**TASK BRIEF**
Among the entries that follow, find every line with the word "XyPoint" and copy it.

START TASK INPUTS

//! USSE shader-microcode → IR translation core.
//!
//! Decodes the fixed-width USSE texture-sampling instruction family and lowers
//! it to a typed, SSA-style IR module (`spv`), following the
//! decode → operand-resolution → emission pipeline shared by every USSE
//! instruction family.
//!
//! The crate is a library consumed by the surrounding recompiler driver: the
//! driver fetches one 64-bit instruction word, decodes it
//! ([`usse::decode_smp`]) and calls the per-family entry point
//! ([`usse::Translator::translate_smp`]) in program order. Errors are local to
//! one instruction: a failed instruction emits no IR and the compilation of
//! the rest of the shader continues.

mod shader_limits;
pub mod spv;
pub mod usse;
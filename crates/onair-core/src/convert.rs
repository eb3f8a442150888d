// ── API-to-domain type conversions ──
//
// Bridges raw `onair_api` light types into `Appearance` and back. Reads
// drop anything the bridge flags as stale (an invalid mirek); writes emit
// a field only when the appearance carries it.

use onair_api::{Color, ColorTemperature, Dimming, Light, LightUpdate, On, XyPoint};

use crate::model::{Appearance, Chromaticity};

impl From<XyPoint> for Chromaticity {
    fn from(xy: XyPoint) -> Self {
        Self { x: xy.x, y: xy.y }
    }
}

impl From<Chromaticity> for XyPoint {
    fn from(c: Chromaticity) -> Self {
        Self { x: c.x, y: c.y }
    }
}

impl From<&Light> for Appearance {
    fn from(light: &Light) -> Self {
        let mirek = light
            .color_temperature
            .filter(|ct| ct.mirek_valid != Some(false))
            .and_then(|ct| ct.mirek);

        Self {
            on: light.on.map(|o| o.on),
            color: light
                .color
                .as_ref()
                .and_then(|c| c.xy)
                .map(Chromaticity::from),
            mirek,
            brightness: light.dimming.and_then(|d| d.brightness),
        }
    }
}

impl From<&Appearance> for LightUpdate {
    fn from(appearance: &Appearance) -> Self {
        Self {
            on: appearance.on.map(|on| On { on }),
            color: appearance.color.map(|c| Color {
                xy: Some(c.into()),
                ..Color::default()
            }),
            color_temperature: appearance.mirek.map(|mirek| ColorTemperature {
                mirek: Some(mirek),
                ..ColorTemperature::default()
            }),
            dimming: appearance.brightness.map(|brightness| Dimming {
                brightness: Some(brightness),
                min_dim_level: None,
            }),
        }
    }
}
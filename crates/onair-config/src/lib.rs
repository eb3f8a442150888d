//! Configuration for the onair daemon.
//!
//! TOML file + `ONAIR_*` environment layering, validation, application-key
//! resolution (env + keyring + plaintext) and translation to
//! `onair_core::WatchConfig`. The binary adds CLI flag overrides on top.

use std::path::{Path, PathBuf};
use std::time::Duration;

use directories::ProjectDirs;
use figment::{
    Figment,
    providers::{Env, Format, Serialized, Toml},
};
use secrecy::{ExposeSecret, SecretString};
use serde::{Deserialize, Serialize};
use thiserror::Error;
use tracing::{debug, info, warn};

use onair_core::{BridgeConfig, OnAirLook, WatchConfig};

const KEYRING_SERVICE: &str = "onair";
const KEYRING_USER: &str = "app-key";

/// Valid color temperature range for the on-air look, in mirek.
pub const MIREK_RANGE: std::ops::RangeInclusive<u16> = 153..=500;

// ── Error ───────────────────────────────────────────────────────────

#[derive(Debug, Error)]
pub enum ConfigError {
    #[error("invalid {field}: {reason}")]
    Validation { field: String, reason: String },

    #[error("failed to serialize config: {0}")]
    Serialization(#[from] toml::ser::Error),

    #[error("config loading failed: {0}")]
    Figment(Box<figment::Error>),

    #[error("IO error: {0}")]
    Io(#[from] std::io::Error),
}

impl From<figment::Error> for ConfigError {
    fn from(err: figment::Error) -> Self {
        Self::Figment(Box::new(err))
    }
}

fn invalid(field: &str, reason: impl Into<String>) -> ConfigError {
    ConfigError::Validation {
        field: field.into(),
        reason: reason.into(),
    }
}

// ── TOML config structs ─────────────────────────────────────────────

/// Top-level TOML configuration.
#[derive(Debug, Clone, Deserialize, Serialize)]
pub struct Config {
    /// Pause between poll cycles, in milliseconds.
    #[serde(default = "default_poll_interval_ms")]
    pub poll_interval_ms: u64,

    #[serde(default)]
    pub bridge: BridgeSection,

    #[serde(default)]
    pub light: LightSection,

    #[serde(default)]
    pub on_air: OnAirSection,

    #[serde(default)]
    pub probe: ProbeSection,
}

impl Default for Config {
    fn default() -> Self {
        Self {
            poll_interval_ms: default_poll_interval_ms(),
            bridge: BridgeSection::default(),
            light: LightSection::default(),
            on_air: OnAirSection::default(),
            probe: ProbeSection::default(),
        }
    }
}

fn default_poll_interval_ms() -> u64 {
    1000
}

#[derive(Debug, Clone, Deserialize, Serialize)]
pub struct BridgeSection {
    /// Bridge host or URL. Skips discovery when set.
    pub address: Option<String>,

    /// Discovery endpoint override.
    pub discovery_url: Option<String>,

    /// Application key (plaintext; prefer keyring or env var).
    pub app_key: Option<String>,

    /// Environment variable name containing the application key.
    pub app_key_env: Option<String>,

    #[serde(default = "default_device_type")]
    pub device_type: String,

    #[serde(default = "default_timeout_secs")]
    pub timeout_secs: u64,

    #[serde(default = "default_pairing_grace_secs")]
    pub pairing_grace_secs: u64,
}

impl Default for BridgeSection {
    fn default() -> Self {
        Self {
            address: None,
            discovery_url: None,
            app_key: None,
            app_key_env: None,
            device_type: default_device_type(),
            timeout_secs: default_timeout_secs(),
            pairing_grace_secs: default_pairing_grace_secs(),
        }
    }
}

fn default_device_type() -> String {
    onair_core::config::DEFAULT_DEVICE_TYPE.into()
}
fn default_timeout_secs() -> u64 {
    30
}
fn default_pairing_grace_secs() -> u64 {
    10
}

#[derive(Debug, Clone, Default, Deserialize, Serialize)]
pub struct LightSection {
    /// `metadata.name` of the light to drive. Required.
    pub name: Option<String>,
}

#[derive(Debug, Clone, Deserialize, Serialize)]
pub struct OnAirSection {
    #[serde(default = "default_mirek")]
    pub mirek: u16,

    #[serde(default = "default_brightness")]
    pub brightness: f64,
}

impl Default for OnAirSection {
    fn default() -> Self {
        Self {
            mirek: default_mirek(),
            brightness: default_brightness(),
        }
    }
}

fn default_mirek() -> u16 {
    230
}
fn default_brightness() -> f64 {
    80.0
}

/// How the daemon decides whether the camera is in use.
#[derive(Debug, Clone, Copy, Default, PartialEq, Eq, Deserialize, Serialize)]
#[serde(rename_all = "kebab-case")]
pub enum ProbeKind {
    /// Scan open file descriptors for video capture devices.
    #[default]
    VideoDevice,
    /// Run a shell command; exit status 0 means in use.
    Command,
}

#[derive(Debug, Clone, Default, Deserialize, Serialize)]
pub struct ProbeSection {
    #[serde(default)]
    pub kind: ProbeKind,

    /// Device nodes to watch. Empty means every `/dev/video*`.
    #[serde(default, skip_serializing_if = "Vec::is_empty")]
    pub devices: Vec<PathBuf>,

    /// Command for `kind = "command"`.
    pub command: Option<String>,
}

// ── Config file path ────────────────────────────────────────────────

/// Resolve the config file path via XDG / platform conventions.
pub fn config_path() -> PathBuf {
    ProjectDirs::from("rs", "onair", "onair").map_or_else(
        || {
            let mut p = dirs_fallback();
            p.push("config.toml");
            p
        },
        |dirs| dirs.config_dir().join("config.toml"),
    )
}

fn dirs_fallback() -> PathBuf {
    let mut p = PathBuf::from(std::env::var("HOME").unwrap_or_else(|_| ".".into()));
    p.push(".config");
    p.push("onair");
    p
}

// ── Config loading ──────────────────────────────────────────────────

/// Load the config from `path` layered under `ONAIR_*` environment variables.
///
/// A missing file is not an error; nested keys use `__` in variable names
/// (`ONAIR_LIGHT__NAME`).
pub fn load_config(path: &Path) -> Result<Config, ConfigError> {
    debug!(path = %path.display(), "loading config");

    let figment = file_figment(path).merge(Env::prefixed("ONAIR_").split("__"));

    let config: Config = figment.extract()?;
    Ok(config)
}

/// Load only what is written in the file at `path`, over defaults.
///
/// Environment overrides are left out, so the result is safe to save back.
pub fn load_file_config(path: &Path) -> Result<Config, ConfigError> {
    let config: Config = file_figment(path).extract()?;
    Ok(config)
}

fn file_figment(path: &Path) -> Figment {
    Figment::new()
        .merge(Serialized::defaults(Config::default()))
        .merge(Toml::file(path))
}

// ── Config saving ───────────────────────────────────────────────────

/// Serialize config to TOML and write it to `path`.
pub fn save_config(cfg: &Config, path: &Path) -> Result<(), ConfigError> {
    if let Some(parent) = path.parent() {
        std::fs::create_dir_all(parent)?;
    }
    let toml_str = toml::to_string_pretty(cfg)?;
    std::fs::write(path, toml_str)?;
    Ok(())
}

// ── Validation ──────────────────────────────────────────────────────

impl Config {
    /// The configured light name, if non-empty.
    pub fn light_name(&self) -> Option<&str> {
        self.light.name.as_deref().filter(|n| !n.is_empty())
    }

    pub fn validate(&self) -> Result<(), ConfigError> {
        if self.light_name().is_none() {
            return Err(invalid(
                "light.name",
                "required: set it in the config file, ONAIR_LIGHT__NAME, or --light",
            ));
        }
        if self.poll_interval_ms == 0 {
            return Err(invalid("poll_interval_ms", "must be greater than zero"));
        }
        if !MIREK_RANGE.contains(&self.on_air.mirek) {
            return Err(invalid(
                "on_air.mirek",
                format!(
                    "{} is outside {}..={}",
                    self.on_air.mirek,
                    MIREK_RANGE.start(),
                    MIREK_RANGE.end()
                ),
            ));
        }
        if !(0.0..=100.0).contains(&self.on_air.brightness) {
            return Err(invalid(
                "on_air.brightness",
                format!("{} is outside 0..=100", self.on_air.brightness),
            ));
        }
        if self.bridge.address.as_deref().is_some_and(str::is_empty) {
            return Err(invalid("bridge.address", "must not be empty when set"));
        }
        if self.probe.kind == ProbeKind::Command
            && self.probe.command.as_deref().is_none_or(str::is_empty)
        {
            return Err(invalid(
                "probe.command",
                "required when probe.kind is \"command\"",
            ));
        }
        Ok(())
    }

    /// Validate and build the engine configuration.
    ///
    /// `app_key` comes from [`resolve_app_key`]; `None` makes startup pair.
    pub fn to_watch_config(
        &self,
        app_key: Option<SecretString>,
    ) -> Result<WatchConfig, ConfigError> {
        self.validate()?;

        let discovery_url = self
            .bridge
            .discovery_url
            .as_deref()
            .map(|raw| {
                raw.parse::<url::Url>()
                    .map_err(|e| invalid("bridge.discovery_url", format!("{raw}: {e}")))
            })
            .transpose()?;

        let light_name = self.light_name().unwrap_or_default().to_owned();

        Ok(WatchConfig {
            bridge: BridgeConfig {
                address: self.bridge.address.clone(),
                discovery_url,
                app_key,
                device_type: self.bridge.device_type.clone(),
                timeout: Duration::from_secs(self.bridge.timeout_secs),
                pairing_grace: Duration::from_secs(self.bridge.pairing_grace_secs),
            },
            light_name,
            on_air: OnAirLook {
                mirek: self.on_air.mirek,
                brightness: self.on_air.brightness,
            },
            poll_interval: Duration::from_millis(self.poll_interval_ms),
        })
    }
}

// ── Credential resolution ───────────────────────────────────────────

/// Resolve the application key from the credential chain.
///
/// `None` means no key is configured anywhere and the bridge must be paired.
pub fn resolve_app_key(bridge: &BridgeSection) -> Option<SecretString> {
    // 1. Named env var
    if let Some(ref env_name) = bridge.app_key_env {
        if let Ok(val) = std::env::var(env_name) {
            if !val.is_empty() {
                return Some(SecretString::from(val));
            }
        }
    }

    // 2. System keyring
    if let Ok(entry) = keyring::Entry::new(KEYRING_SERVICE, KEYRING_USER) {
        if let Ok(secret) = entry.get_password() {
            return Some(SecretString::from(secret));
        }
    }

    // 3. Plaintext in config
    bridge
        .app_key
        .as_ref()
        .filter(|k| !k.is_empty())
        .map(|k| SecretString::from(k.clone()))
}

/// Where a freshly paired key ended up.
#[derive(Debug, Clone, PartialEq, Eq)]
pub enum KeyStorage {
    Keyring,
    ConfigFile(PathBuf),
}

/// Persist a freshly paired application key.
///
/// Tries the system keyring first and falls back to writing it into the
/// config file at `path`.
pub fn store_app_key(path: &Path, key: &SecretString) -> Result<KeyStorage, ConfigError> {
    match keyring::Entry::new(KEYRING_SERVICE, KEYRING_USER)
        .and_then(|entry| entry.set_password(key.expose_secret()))
    {
        Ok(()) => {
            info!("application key stored in system keyring");
            Ok(KeyStorage::Keyring)
        }
        Err(e) => {
            warn!(error = %e, "keyring unavailable, writing application key to config file");
            write_plaintext_key(path, key)
        }
    }
}

/// Write `key` as plaintext into the config file at `path`.
///
/// The file is re-read without environment overrides first, so `ONAIR_*`
/// values of this process never end up on disk.
pub fn write_plaintext_key(path: &Path, key: &SecretString) -> Result<KeyStorage, ConfigError> {
    let mut cfg = load_file_config(path)?;
    cfg.bridge.app_key = Some(key.expose_secret().to_owned());
    save_config(&cfg, path)?;
    info!(path = %path.display(), "application key written to config file");
    Ok(KeyStorage::ConfigFile(path.to_path_buf()))
}
// Pairing (application registration) handshake.
//
// `POST /api` with a device type; the bridge only issues a key if its
// physical link button was pressed shortly before. The response is an
// array whose entries are each either `{success: {...}}` or `{error: {...}}`.

use secrecy::SecretString;
use serde::{Deserialize, Serialize};
use tracing::debug;
use url::Url;

use crate::clip::models::BridgeErrorDetail;
use crate::error::Error;
use crate::transport::TransportConfig;

/// Bridge error type reported when the link button was not pressed.
pub const LINK_BUTTON_NOT_PRESSED: u16 = 101;

#[derive(Serialize)]
struct RegisterBody<'a> {
    devicetype: &'a str,
    generateclientkey: bool,
}

/// Credentials issued by a successful registration.
#[derive(Debug, Deserialize)]
pub struct Registration {
    /// Application key; sent as `hue-application-key` on every later call.
    pub username: SecretString,
    /// Entertainment streaming key, present because we ask for it.
    #[serde(default)]
    pub clientkey: Option<SecretString>,
}

/// Wire shape of one response entry. Either field may be missing.
#[derive(Debug, Deserialize)]
struct RawPairingEntry {
    success: Option<Registration>,
    error: Option<BridgeErrorDetail>,
}

/// One decoded registration result.
#[derive(Debug)]
pub enum PairingOutcome {
    Success(Registration),
    Error(BridgeErrorDetail),
}

impl PairingOutcome {
    /// Decode whichever of the two known shapes is present.
    /// Returns `None` when neither is.
    fn from_entry(entry: RawPairingEntry) -> Option<Self> {
        match (entry.success, entry.error) {
            (Some(success), _) => Some(Self::Success(success)),
            (None, Some(error)) => Some(Self::Error(error)),
            (None, None) => None,
        }
    }
}

/// Client for the one-shot registration endpoint.
pub struct PairingClient {
    http: reqwest::Client,
    base_url: Url,
}

impl PairingClient {
    /// Create a pairing client for the bridge at `base_url` (e.g. `https://192.168.1.2/`).
    pub fn new(base_url: Url, transport: &TransportConfig) -> Result<Self, Error> {
        let http = transport.build_client()?;
        Ok(Self { http, base_url })
    }

    /// Send a single registration request.
    ///
    /// Only the first response entry is considered.
    pub async fn register(&self, device_type: &str) -> Result<Registration, Error> {
        let url = self.base_url.join("api")?;
        debug!("POST {}", url);

        let body = RegisterBody {
            devicetype: device_type,
            generateclientkey: true,
        };

        let resp = self
            .http
            .post(url)
            .json(&body)
            .send()
            .await
            .map_err(Error::Transport)?;

        let status = resp.status();
        let text = resp.text().await.map_err(Error::Transport)?;

        if !status.is_success() {
            return Err(Error::Rejected {
                status: status.as_u16(),
                message: text,
            });
        }

        let entries: Vec<RawPairingEntry> =
            serde_json::from_str(&text).map_err(|e| Error::Deserialization {
                message: e.to_string(),
                body: text.clone(),
            })?;

        let outcome = entries
            .into_iter()
            .next()
            .and_then(PairingOutcome::from_entry)
            .ok_or(Error::PairingUnexpectedResponse)?;

        match outcome {
            PairingOutcome::Success(registration) => Ok(registration),
            PairingOutcome::Error(detail) => Err(Error::PairingRejected {
                code: detail.kind.unwrap_or_default(),
                description: detail.description,
            }),
        }
    }
}
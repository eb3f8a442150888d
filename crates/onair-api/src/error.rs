use thiserror::Error;

/// Top-level error type for the `onair-api` crate.
///
/// Covers every failure mode across the three bridge-facing surfaces:
/// discovery lookup, pairing handshake, and the CLIP v2 light resource.
/// `onair-core` maps these into the domain taxonomy.
#[derive(Debug, Error)]
pub enum Error {
    // ── Transport ───────────────────────────────────────────────────
    /// HTTP transport error (connection refused, DNS failure, timeout, etc.)
    #[error("HTTP transport error: {0}")]
    Transport(#[from] reqwest::Error),

    /// URL parsing error.
    #[error("Invalid URL: {0}")]
    InvalidUrl(#[from] url::ParseError),

    /// TLS setup or HTTP client construction error.
    #[error("TLS error: {0}")]
    Tls(String),

    /// The application key cannot be sent as an HTTP header value.
    #[error("Invalid application key: {0}")]
    InvalidApplicationKey(String),

    // ── Bridge responses ────────────────────────────────────────────
    /// Non-success HTTP status whose body was still a readable envelope.
    #[error("Bridge rejected request (HTTP {status}): {message}")]
    Rejected { status: u16, message: String },

    /// JSON deserialization failed, with the raw body for debugging.
    #[error("Deserialization error: {message}")]
    Deserialization { message: String, body: String },

    // ── Discovery ───────────────────────────────────────────────────
    /// The discovery endpoint answered with an empty candidate list.
    #[error("Discovery returned no bridges")]
    NoBridges,

    // ── Pairing ─────────────────────────────────────────────────────
    /// The bridge answered the registration request with an error entry.
    #[error("Pairing rejected by bridge (type {code}): {description}")]
    PairingRejected { code: u16, description: String },

    /// The registration response carried neither a success nor an error entry.
    #[error("Pairing response contained neither a success nor an error entry")]
    PairingUnexpectedResponse,
}

impl Error {
    /// Returns `true` if the request never reached the bridge or never came back.
    pub fn is_unreachable(&self) -> bool {
        match self {
            Self::Transport(e) => e.is_connect() || e.is_timeout() || e.is_request(),
            _ => false,
        }
    }

    /// Returns `true` if pairing failed only because nobody pressed the link button.
    pub fn is_link_button_not_pressed(&self) -> bool {
        matches!(
            self,
            Self::PairingRejected { code, .. } if *code == crate::pairing::LINK_BUTTON_NOT_PRESSED
        )
    }

    /// Returns `true` if the bridge answered with something we could not read.
    pub fn is_protocol(&self) -> bool {
        match self {
            Self::Deserialization { .. } => true,
            Self::Transport(e) => e.is_decode() || e.is_body(),
            _ => false,
        }
    }
}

END TASK INPUTS

**RESPONSE TO THIS TASK**
use onair_api::{Color, ColorTemperature, Dimming, Light, LightUpdate, On, XyPoint};
impl From<XyPoint> for Chromaticity {
    fn from(xy: XyPoint) -> Self {
impl From<Chromaticity> for XyPoint {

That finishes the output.